_Activity_:
List each line of the data in which the string "ProductRow" appears.

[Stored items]
- Opening Delimiter -

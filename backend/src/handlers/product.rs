//! HTTP handlers for the product catalog
//!
//! Catalog mutations are admin-only; listing is open to any authenticated
//! user.

use axum::{
    extract::{Path, Query, State},
    Json,
};

use shared::models::Product;
use shared::types::UserRole;

use crate::error::AppResult;
use crate::middleware::{require_role, CurrentUser};
use crate::services::product::{
    CreateProductInput, ProductListQuery, ProductWithCategory, UpdateProductInput,
};
use crate::services::ProductService;
use crate::AppState;

/// List active products with categories
pub async fn list_products(
    State(state): State<AppState>,
    _current_user: CurrentUser,
    Query(query): Query<ProductListQuery>,
) -> AppResult<Json<Vec<ProductWithCategory>>> {
    let service = ProductService::new(state.db);
    let products = service.list_products(&query).await?;
    Ok(Json(products))
}

/// Create a product (admin only)
pub async fn create_product(
    State(state): State<AppState>,
    current_user: CurrentUser,
    Json(input): Json<CreateProductInput>,
) -> AppResult<Json<Product>> {
    require_role(&current_user.0, &[UserRole::Admin])?;
    let service = ProductService::new(state.db);
    let product = service.create_product(input).await?;
    Ok(Json(product))
}

/// Partially update a product (admin only)
pub async fn update_product(
    State(state): State<AppState>,
    current_user: CurrentUser,
    Path(product_id): Path<i64>,
    Json(input): Json<UpdateProductInput>,
) -> AppResult<Json<Product>> {
    require_role(&current_user.0, &[UserRole::Admin])?;
    let service = ProductService::new(state.db);
    let product = service.update_product(product_id, input).await?;
    Ok(Json(product))
}

/// Soft-delete a product (admin only)
pub async fn delete_product(
    State(state): State<AppState>,
    current_user: CurrentUser,
    Path(product_id): Path<i64>,
) -> AppResult<Json<Product>> {
    require_role(&current_user.0, &[UserRole::Admin])?;
    let service = ProductService::new(state.db);
    let product = service.delete_product(product_id).await?;
    Ok(Json(product))
}
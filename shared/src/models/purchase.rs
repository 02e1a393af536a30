//! Stock-in purchases

use chrono::{DateTime, Utc};
use rust_decimal::Decimal;
use serde::{Deserialize, Serialize};

/// A purchase header. `total_cost` is the sum of its lines at their
/// purchase-time cost prices.
#[derive(Debug, Clone, Serialize, Deserialize)]
#[serde(rename_all = "camelCase")]
pub struct Purchase {
    pub id: i64,
    pub supplier_id: Option<i64>,
    pub note: Option<String>,
    pub total_cost: Decimal,
    pub created_by: i64,
    pub created_at: DateTime<Utc>,
}

/// One received line of a purchase.
#[derive(Debug, Clone, Serialize, Deserialize)]
#[serde(rename_all = "camelCase")]
pub struct PurchaseItem {
    pub id: i64,
    pub purchase_id: i64,
    pub product_id: i64,
    pub qty: Decimal,
    pub cost_price: Decimal,
}

/// Total cost of a purchase across its lines.
pub fn purchase_total(lines: &[(Decimal, Decimal)]) -> Decimal {
    lines.iter().map(|(qty, cost)| qty * cost).sum()
}

#[cfg(test)]
mod tests {
    use super::*;
    use rust_decimal_macros::dec;

    #[test]
    fn purchase_total_sums_lines() {
        let lines = [(dec!(10), dec!(700)), (dec!(2.5), dec!(1200))];
        assert_eq!(purchase_total(&lines), dec!(10000.0));
    }

    #[test]
    fn purchase_total_of_nothing_is_zero() {
        assert_eq!(purchase_total(&[]), Decimal::ZERO);
    }
}
//! Sales and sale items, plus the money arithmetic of the checkout

use chrono::{DateTime, Utc};
use rust_decimal::Decimal;
use serde::{Deserialize, Serialize};

use crate::types::PaymentType;

/// A committed sale. Immutable once created; `receipt_no` is unique and
/// strictly increasing in creation order.
#[derive(Debug, Clone, Serialize, Deserialize)]
#[serde(rename_all = "camelCase")]
pub struct Sale {
    pub id: i64,
    pub receipt_no: i64,
    /// Identity of the authenticated cashier, never client-supplied
    pub seller_id: i64,
    /// Post-discount total, never negative
    pub total: Decimal,
    pub discount: Decimal,
    pub payment_type: PaymentType,
    /// Cash leg of a mixed sale, 0 otherwise
    pub cash_amount: Decimal,
    /// Card leg of a mixed sale, 0 otherwise
    pub card_amount: Decimal,
    /// Set only for credit sales
    pub customer_id: Option<i64>,
    pub created_at: DateTime<Utc>,
}

/// One line of a sale. `sale_price` is a snapshot of the product price at
/// transaction time and is deliberately decoupled from later price changes.
#[derive(Debug, Clone, Serialize, Deserialize)]
#[serde(rename_all = "camelCase")]
pub struct SaleItem {
    pub id: i64,
    pub sale_id: i64,
    pub product_id: i64,
    pub qty: Decimal,
    pub sale_price: Decimal,
}

/// Line total for one cart position.
pub fn line_total(qty: Decimal, sale_price: Decimal) -> Decimal {
    qty * sale_price
}

/// Final sale total: the discount is subtracted from the raw total but can
/// never drive it negative. A discount larger than the raw total is absorbed
/// silently.
pub fn apply_discount(raw_total: Decimal, discount: Decimal) -> Decimal {
    (raw_total - discount).max(Decimal::ZERO)
}

#[cfg(test)]
mod tests {
    use super::*;
    use rust_decimal_macros::dec;

    #[test]
    fn line_total_multiplies() {
        assert_eq!(line_total(dec!(2), dec!(1000)), dec!(2000));
        assert_eq!(line_total(dec!(0.5), dec!(9000)), dec!(4500.0));
    }

    #[test]
    fn discount_is_subtracted() {
        assert_eq!(apply_discount(dec!(2000), dec!(500)), dec!(1500));
        assert_eq!(apply_discount(dec!(2000), Decimal::ZERO), dec!(2000));
    }

    #[test]
    fn discount_never_drives_total_negative() {
        assert_eq!(apply_discount(dec!(1000), dec!(1500)), Decimal::ZERO);
        assert_eq!(apply_discount(dec!(1000), dec!(1000)), Decimal::ZERO);
    }

    #[test]
    fn sale_serializes_camel_case() {
        let sale = Sale {
            id: 1,
            receipt_no: 42,
            seller_id: 3,
            total: dec!(2000),
            discount: Decimal::ZERO,
            payment_type: crate::types::PaymentType::Cash,
            cash_amount: Decimal::ZERO,
            card_amount: Decimal::ZERO,
            customer_id: None,
            created_at: chrono::Utc::now(),
        };
        let value = serde_json::to_value(&sale).unwrap();
        assert_eq!(value["receiptNo"], 42);
        assert_eq!(value["paymentType"], "cash");
        assert!(value["customerId"].is_null());
    }
}
//! Database models for the retail POS backend
//!
//! Re-exports the shared domain models and adds the row types the services
//! read from PostgreSQL. Payment, status, and role labels are stored as text
//! and parsed back into the closed enum sets on the way out; an unknown label
//! in a row is an internal error, never a client-facing one.

use chrono::{DateTime, Utc};
use rust_decimal::Decimal;
use sqlx::FromRow;

pub use shared::models::*;

use crate::error::AppError;

#[derive(Debug, Clone, FromRow)]
pub struct UserRow {
    pub id: i64,
    pub full_name: String,
    pub login: String,
    pub role: String,
    pub is_active: bool,
    pub created_at: DateTime<Utc>,
}

impl TryFrom<UserRow> for User {
    type Error = AppError;

    fn try_from(row: UserRow) -> Result<Self, Self::Error> {
        let role = row.role.parse().map_err(anyhow::Error::new)?;
        Ok(User {
            id: row.id,
            full_name: row.full_name,
            login: row.login,
            role,
            is_active: row.is_active,
            created_at: row.created_at,
        })
    }
}

#[derive(Debug, Clone, FromRow)]
pub struct ProductRow {
    pub id: i64,
    pub name: String,
    pub category_id: Option<i64>,
    pub unit: String,
    pub cost_price: Decimal,
    pub sale_price: Decimal,
    pub stock_qty: Decimal,
    pub min_stock_qty: Decimal,
    pub is_active: bool,
    pub created_at: DateTime<Utc>,
}

impl From<ProductRow> for Product {
    fn from(row: ProductRow) -> Self {
        Product {
            id: row.id,
            name: row.name,
            category_id: row.category_id,
            unit: row.unit,
            cost_price: row.cost_price,
            sale_price: row.sale_price,
            stock_qty: row.stock_qty,
            min_stock_qty: row.min_stock_qty,
            is_active: row.is_active,
            created_at: row.created_at,
        }
    }
}

#[derive(Debug, Clone, FromRow)]
pub struct CustomerRow {
    pub id: i64,
    pub full_name: String,
    pub phone: String,
    pub address: Option<String>,
    pub created_at: DateTime<Utc>,
}

impl From<CustomerRow> for Customer {
    fn from(row: CustomerRow) -> Self {
        Customer {
            id: row.id,
            full_name: row.full_name,
            phone: row.phone,
            address: row.address,
            created_at: row.created_at,
        }
    }
}

#[derive(Debug, Clone, FromRow)]
pub struct SaleRow {
    pub id: i64,
    pub receipt_no: i64,
    pub seller_id: i64,
    pub total: Decimal,
    pub discount: Decimal,
    pub payment_type: String,
    pub cash_amount: Decimal,
    pub card_amount: Decimal,
    pub customer_id: Option<i64>,
    pub created_at: DateTime<Utc>,
}

impl TryFrom<SaleRow> for Sale {
    type Error = AppError;

    fn try_from(row: SaleRow) -> Result<Self, Self::Error> {
        let payment_type = row.payment_type.parse().map_err(anyhow::Error::new)?;
        Ok(Sale {
            id: row.id,
            receipt_no: row.receipt_no,
            seller_id: row.seller_id,
            total: row.total,
            discount: row.discount,
            payment_type,
            cash_amount: row.cash_amount,
            card_amount: row.card_amount,
            customer_id: row.customer_id,
            created_at: row.created_at,
        })
    }
}

#[derive(Debug, Clone, FromRow)]
pub struct SaleItemRow {
    pub id: i64,
    pub sale_id: i64,
    pub product_id: i64,
    pub qty: Decimal,
    pub sale_price: Decimal,
}

impl From<SaleItemRow> for SaleItem {
    fn from(row: SaleItemRow) -> Self {
        SaleItem {
            id: row.id,
            sale_id: row.sale_id,
            product_id: row.product_id,
            qty: row.qty,
            sale_price: row.sale_price,
        }
    }
}

#[derive(Debug, Clone, FromRow)]
pub struct DebtRow {
    pub id: i64,
    pub customer_id: i64,
    pub sale_id: i64,
    pub debt_total: Decimal,
    pub paid_total: Decimal,
    pub status: String,
    pub created_at: DateTime<Utc>,
}

impl TryFrom<DebtRow> for Debt {
    type Error = AppError;

    fn try_from(row: DebtRow) -> Result<Self, Self::Error> {
        let status = row.status.parse().map_err(anyhow::Error::new)?;
        Ok(Debt {
            id: row.id,
            customer_id: row.customer_id,
            sale_id: row.sale_id,
            debt_total: row.debt_total,
            paid_total: row.paid_total,
            status,
            created_at: row.created_at,
        })
    }
}

#[derive(Debug, Clone, FromRow)]
pub struct DebtPaymentRow {
    pub id: i64,
    pub debt_id: i64,
    pub amount: Decimal,
    pub payment_type: String,
    pub created_by: i64,
    pub created_at: DateTime<Utc>,
}

impl TryFrom<DebtPaymentRow> for DebtPayment {
    type Error = AppError;

    fn try_from(row: DebtPaymentRow) -> Result<Self, Self::Error> {
        let payment_type = row.payment_type.parse().map_err(anyhow::Error::new)?;
        Ok(DebtPayment {
            id: row.id,
            debt_id: row.debt_id,
            amount: row.amount,
            payment_type,
            created_by: row.created_by,
            created_at: row.created_at,
        })
    }
}

#[derive(Debug, Clone, FromRow)]
pub struct PurchaseRow {
    pub id: i64,
    pub supplier_id: Option<i64>,
    pub note: Option<String>,
    pub total_cost: Decimal,
    pub created_by: i64,
    pub created_at: DateTime<Utc>,
}

impl From<PurchaseRow> for Purchase {
    fn from(row: PurchaseRow) -> Self {
        Purchase {
            id: row.id,
            supplier_id: row.supplier_id,
            note: row.note,
            total_cost: row.total_cost,
            created_by: row.created_by,
            created_at: row.created_at,
        }
    }
}

#[derive(Debug, Clone, FromRow)]
pub struct PurchaseItemRow {
    pub id: i64,
    pub purchase_id: i64,
    pub product_id: i64,
    pub qty: Decimal,
    pub cost_price: Decimal,
}

impl From<PurchaseItemRow> for PurchaseItem {
    fn from(row: PurchaseItemRow) -> Self {
        PurchaseItem {
            id: row.id,
            purchase_id: row.purchase_id,
            product_id: row.product_id,
            qty: row.qty,
            cost_price: row.cost_price,
        }
    }
}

- Closing Delimiter -

_Task result_:
pub struct ProductRow {
impl From<ProductRow> for Product {
    fn from(row: ProductRow) -> Self {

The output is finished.